This is a list of statements that describe how we do backend development in Superset. While they might not be 100% true for all files in the repo, they represent the gold standard we strive towards for backend quality and style.

• We use a monolithic Python/Flask/Flask-AppBuilder backend, with small single-responsibility satellite services where necessary.
• Files are generally organized by feature or object type. Within each domain, we can have api controllers, models, schemas, commands, and data access objects (dao).
  • See: Proposal for Improving Superset's Python Code Organization
• API controllers use Marshmallow Schemas to serialize/deserialize data.
• Authentication and authorization are controlled by the security manager.
• We use Pytest for unit and integration tests. These live in the tests directory.
• We add tests for every new piece of functionality added to the backend.
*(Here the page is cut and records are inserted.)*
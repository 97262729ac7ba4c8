//! Package relationship parsing
//!
//! OOXML uses relationship parts (`_rels/*.rels`) to map ids to targets.
//! Images embedded in the body are reached through the relationships of
//! the main document part.

use std::collections::HashMap;

use quick_xml::Reader;
use quick_xml::events::Event;

use crate::error::Result;

/// Relationship type of the package's main document part
pub(crate) const TYPE_OFFICE_DOCUMENT: &str =
    "http://schemas.openxmlformats.org/officeDocument/2006/relationships/officeDocument";

pub(crate) const DEFAULT_MAIN_PART: &str = "word/document.xml";

/// One `<Relationship>` element as written in a rels part
#[derive(Debug, Clone, PartialEq, Eq)]
pub(crate) struct RawRelationship {
    pub(crate) id: String,
    pub(crate) rel_type: String,
    pub(crate) target: String,
    pub(crate) external: bool,
}

/// Parse a rels part, keeping entries in the order they are written
pub(crate) fn parse_relationships(xml: &[u8]) -> Result<Vec<RawRelationship>> {
    let mut reader = Reader::from_reader(xml);
    reader.config_mut().trim_text(true);

    let mut relationships = Vec::new();
    let mut buf = Vec::new();

    loop {
        match reader.read_event_into(&mut buf)? {
            Event::Empty(ref e) | Event::Start(ref e)
                if e.local_name().as_ref() == b"Relationship" =>
            {
                let mut id = None;
                let mut target = None;
                let mut rel_type = None;
                let mut external = false;

                for attr in e.attributes().filter_map(|a| a.ok()) {
                    match attr.key.as_ref() {
                        b"Id" => id = Some(attr.unescape_value()?.into_owned()),
                        b"Target" => target = Some(attr.unescape_value()?.into_owned()),
                        b"Type" => rel_type = Some(attr.unescape_value()?.into_owned()),
                        b"TargetMode" => {
                            external = attr.unescape_value()?.eq_ignore_ascii_case("External")
                        }
                        _ => {}
                    }
                }

                if let (Some(id), Some(target), Some(rel_type)) = (id, target, rel_type) {
                    relationships.push(RawRelationship {
                        id,
                        rel_type,
                        target,
                        external,
                    });
                } else {
                    log::warn!("Skipping relationship entry without Id, Type or Target");
                }
            }
            Event::Eof => break,
            _ => {}
        }
        buf.clear();
    }

    Ok(relationships)
}

/// Path of the main document part, from the package-level `_rels/.rels`
pub(crate) fn main_document_path(package_rels: Option<&[u8]>) -> Result<String> {
    let Some(xml) = package_rels else {
        return Ok(DEFAULT_MAIN_PART.to_string());
    };

    let path = parse_relationships(xml)?
        .into_iter()
        .find(|rel| rel.rel_type == TYPE_OFFICE_DOCUMENT)
        .map(|rel| resolve_target("", &rel.target))
        .unwrap_or_else(|| DEFAULT_MAIN_PART.to_string());

    Ok(path)
}

/// `word/document.xml` -> `word/_rels/document.xml.rels`
pub(crate) fn rels_path_for(part: &str) -> String {
    match part.rsplit_once('/') {
        Some((dir, name)) => format!("{dir}/_rels/{name}.rels"),
        None => format!("_rels/{part}.rels"),
    }
}

/// Directory of a part name, empty for parts at the package root
pub(crate) fn part_dir(part: &str) -> &str {
    part.rsplit_once('/').map(|(dir, _)| dir).unwrap_or("")
}

/// Resolve a relationship target against the directory of its source part.
///
/// Targets starting with `/` are package-absolute. `.` and `..` segments
/// are folded; `..` never climbs above the package root.
pub(crate) fn resolve_target(base_dir: &str, target: &str) -> String {
    let mut segments: Vec<&str> = Vec::new();

    let joined;
    let path = if let Some(absolute) = target.strip_prefix('/') {
        absolute
    } else if base_dir.is_empty() {
        target
    } else {
        joined = format!("{base_dir}/{target}");
        &joined
    };

    for segment in path.split('/') {
        match segment {
            "" | "." => {}
            ".." => {
                segments.pop();
            }
            other => segments.push(other),
        }
    }

    segments.join("/")
}

/// Byte offset of the first reference to each relationship id in a part.
///
/// Looks at attributes in the relationships namespace (`r:embed`, `r:id`,
/// `r:link`, `r:pict`, ...), matched by the `r` prefix Word writes.
pub(crate) fn first_references(xml: &[u8]) -> Result<HashMap<String, usize>> {
    let mut reader = Reader::from_reader(xml);
    let mut positions = HashMap::new();
    let mut buf = Vec::new();

    loop {
        let offset = reader.buffer_position() as usize;
        match reader.read_event_into(&mut buf)? {
            Event::Empty(ref e) | Event::Start(ref e) => {
                for attr in e.attributes().filter_map(|a| a.ok()) {
                    let is_relationship_ref = attr
                        .key
                        .prefix()
                        .is_some_and(|prefix| prefix.as_ref() == b"r");
                    if is_relationship_ref {
                        let id = attr.unescape_value()?.into_owned();
                        positions.entry(id).or_insert(offset);
                    }
                }
            }
            Event::Eof => break,
            _ => {}
        }
        buf.clear();
    }

    Ok(positions)
}
//! docx-extract: pull text, tables and images out of .docx files
//!
//! This library opens Microsoft Word documents and runs three extraction
//! passes over them: paragraph text, table rows and embedded images.

pub mod config;
pub mod document;
pub mod error;
pub mod extract;
pub mod report;

/// Output format options
#[derive(clap::ValueEnum, Clone, Copy, Debug, PartialEq, Eq, Default)]
pub enum OutputFormat {
    /// Text and tables on stdout, images saved to disk
    #[default]
    Console,
    /// Text and tables saved to a text file
    Text,
    /// Everything as JSON
    Json,
}

// Re-export commonly used types
pub use config::Settings;
pub use document::{DocumentReader, DocxDocument, MemoryDocument};
pub use error::{ExtractError, Result};
pub use extract::{CellTrim, Extractor, ImageOrder};
pub use report::ReportStyle;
• We use pytest fixtures to share setup between tests.
• We use sqlalchemy to access both Superset's application database, and users' analytics databases.
• We make changes backwards compatible whenever possible.
  • If a change cannot be made backwards compatible, it goes into a major release.
  • See: Proposal For Semantic Versioning
• We use Swagger for API documentation, with docs written inline on the API endpoint code.
• We prefer thin ORM models, putting shared functionality in other utilities.
• Several linters/checkers are used to maintain consistent code style and type safety: pylint, pypy, black, isort.
• __init__.py files are kept empty to avoid implicit dependencies.